Here is the Tribune Review's report on Governor Rendell using the line item veto to get a barebones budget in place while the state government wrestles with the rest of the budget:
Rendell signed almost $11 billion of a $27.3 billion budget using his line item veto to knock out $12.9 billion in state funding. About 77,000 state employees, who received partial pay checks or missed one entirely, will be paid starting early next week.

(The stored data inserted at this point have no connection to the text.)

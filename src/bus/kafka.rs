//! Kafka broker for the durable log backend.
//!
//! Kafka topic names cannot contain `:`, so `room:42` is stored as `room.42`.
//! The record key is the room or user id, which keeps every record of one
//! topic on one partition and therefore in order.

use async_trait::async_trait;
use bytes::Bytes;
use rdkafka::Message;
use rdkafka::config::ClientConfig;
use rdkafka::consumer::{Consumer, StreamConsumer};
use rdkafka::producer::{FutureProducer, FutureRecord, Producer};
use rdkafka::util::Timeout;
use std::time::Duration;
use tracing::debug;

use super::log::{LogBroker, LogConsumer};
use crate::config::KafkaConfig;
use crate::error::BusError;

fn backend_error(err: rdkafka::error::KafkaError) -> BusError {
    BusError::Backend(err.to_string())
}

/// Map a bus topic onto a legal Kafka topic name.
fn kafka_topic(topic: &str) -> String {
    topic.replace(':', ".")
}

pub struct KafkaBroker {
    producer: FutureProducer,
    config: KafkaConfig,
}

impl KafkaBroker {
    pub fn new(config: &KafkaConfig) -> Result<Self, BusError> {
        let producer: FutureProducer = ClientConfig::new()
            .set("bootstrap.servers", &config.brokers)
            .set("message.timeout.ms", config.producer_timeout_ms.to_string())
            .set("acks", "1")
            .set("linger.ms", "5")
            .create()
            .map_err(backend_error)?;
        debug!(brokers = %config.brokers, "kafka producer created");
        Ok(Self {
            producer,
            config: config.clone(),
        })
    }
}

#[async_trait]
impl LogBroker for KafkaBroker {
    async fn produce(&self, topic: &str, key: &str, payload: Bytes) -> Result<(), BusError> {
        let name = kafka_topic(topic);
        let record = FutureRecord::to(&name).key(key).payload(payload.as_ref());
        self.producer
            .send(record, Timeout::After(self.config.producer_timeout()))
            .await
            .map(|_| ())
            .map_err(|(err, _)| backend_error(err))
    }

    async fn consumer(&self, topic: &str, group: &str) -> Result<Box<dyn LogConsumer>, BusError> {
        let consumer: StreamConsumer = ClientConfig::new()
            .set("bootstrap.servers", &self.config.brokers)
            .set("group.id", group)
            .set("enable.auto.commit", "true")
            .set("auto.offset.reset", self.config.auto_offset_reset.as_str())
            .set("session.timeout.ms", "6000")
            .set("enable.partition.eof", "false")
            .create()
            .map_err(backend_error)?;
        let name = kafka_topic(topic);
        consumer.subscribe(&[name.as_str()]).map_err(backend_error)?;
        debug!(topic = %name, group, "kafka consumer subscribed");
        Ok(Box::new(KafkaConsumer { consumer }))
    }

    async fn close(&self) -> Result<(), BusError> {
        self.producer
            .flush(Timeout::After(Duration::from_secs(5)))
            .map_err(backend_error)
    }
}

struct KafkaConsumer {
    consumer: StreamConsumer,
}

#[async_trait]
impl LogConsumer for KafkaConsumer {
    async fn next(&mut self) -> Result<Bytes, BusError> {
        let message = self.consumer.recv().await.map_err(backend_error)?;
        Ok(Bytes::copy_from_slice(message.payload().unwrap_or_default()))
    }
}

#[cfg(test)]
mod tests {
    use super::*;

    #[test]
    fn topic_names_are_kafka_safe() {
        assert_eq!(kafka_topic("room:42"), "room.42");
        assert_eq!(kafka_topic("user:a:b"), "user.a.b");
    }
}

This came at the end of a complex maneuver where the Republican controlled Senate passed a maximal aspiration, cuts only budget and the Democratic controlled House passed a maximal apsiration increased taxes and revenue from somewhere yet to be defined budget, and the governor proposed a cuts and tax increase budget, and everyone is flinging mud at each other, and will continue to do so for the next couple of months. The Democratic-controlled House recently passed the Senate budget with the understanding that Governor Rendell would take a hacksaw to at least half of the budget.
Which he then did.
This solves one problem, paying most state workers and keeping several key functions funded, but a partial budget where the Legislature exerted their power of the purse instead of abrograting it to the Governor would have done the same damn thing.

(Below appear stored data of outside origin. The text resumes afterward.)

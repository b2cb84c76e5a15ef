//! Test client for WebSocket connections.

use futures_util::{SinkExt, StreamExt};
use serde_json::Value;
use std::time::Duration;
use tokio::net::TcpStream;
use tokio_tungstenite::tungstenite::Message;
use tokio_tungstenite::{MaybeTlsStream, WebSocketStream, connect_async};

const RECV_TIMEOUT: Duration = Duration::from_secs(5);

/// What the next frame from the server turned out to be.
#[derive(Debug)]
pub enum Received {
    Event(Value),
    Closed(Option<u16>),
}

/// A test WebSocket client.
pub struct TestClient {
    ws: WebSocketStream<MaybeTlsStream<TcpStream>>,
}

#[allow(dead_code)]
impl TestClient {
    pub async fn connect(url: &str) -> anyhow::Result<Self> {
        let (ws, _response) = connect_async(url).await?;
        Ok(Self { ws })
    }

    pub async fn send(&mut self, event: Value) -> anyhow::Result<()> {
        self.ws.send(Message::Text(event.to_string())).await?;
        Ok(())
    }

    pub async fn send_raw(&mut self, text: &str) -> anyhow::Result<()> {
        self.ws.send(Message::Text(text.to_string())).await?;
        Ok(())
    }

    /// Next event or close, skipping control frames.
    pub async fn recv_timeout(&mut self, timeout: Duration) -> anyhow::Result<Received> {
        loop {
            let message = tokio::time::timeout(timeout, self.ws.next())
                .await
                .map_err(|_| anyhow::anyhow!("timed out waiting for a frame"))?;
            match message {
                Some(Ok(Message::Text(text))) => return Ok(Received::Event(serde_json::from_str(&text)?)),
                Some(Ok(Message::Binary(data))) => return Ok(Received::Event(serde_json::from_slice(&data)?)),
                Some(Ok(Message::Close(frame))) => {
                    return Ok(Received::Closed(frame.map(|f| u16::from(f.code))));
                }
                Some(Ok(_)) => continue,
                Some(Err(e)) => return Err(e.into()),
                None => return Ok(Received::Closed(None)),
            }
        }
    }

    pub async fn recv(&mut self) -> anyhow::Result<Value> {
        match self.recv_timeout(RECV_TIMEOUT).await? {
            Received::Event(event) => Ok(event),
            Received::Closed(code) => anyhow::bail!("connection closed ({code:?})"),
        }
    }

    /// Skip events until one of type `kind` arrives.
    pub async fn recv_type(&mut self, kind: &str) -> anyhow::Result<Value> {
        loop {
            let event = self.recv().await?;
            if event["type"] == kind {
                return Ok(event);
            }
        }
    }

    /// Wait for the server to close the connection and return the close code.
    pub async fn expect_close(&mut self) -> anyhow::Result<Option<u16>> {
        loop {
            if let Received::Closed(code) = self.recv_timeout(RECV_TIMEOUT).await? {
                return Ok(code);
            }
        }
    }

    /// True if nothing but control frames arrive within `timeout`.
    pub async fn is_quiet(&mut self, timeout: Duration) -> bool {
        self.recv_timeout(timeout).await.is_err()
    }

    pub async fn close(mut self) {
        let _ = self.ws.close(None).await;
    }
}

I am being cranky here but I really do not like the line item veto as it concentrates way too much structural power in the Executive. I am glad the Supreme Court declared the line item veto unconstitutional in the 90s, as I don't want the President to be able to strip out the effective hooks of oversight and institutional conflict that Congress has to check an unconstrained executive if Congress has the balls and smarts to defend itself as relevant.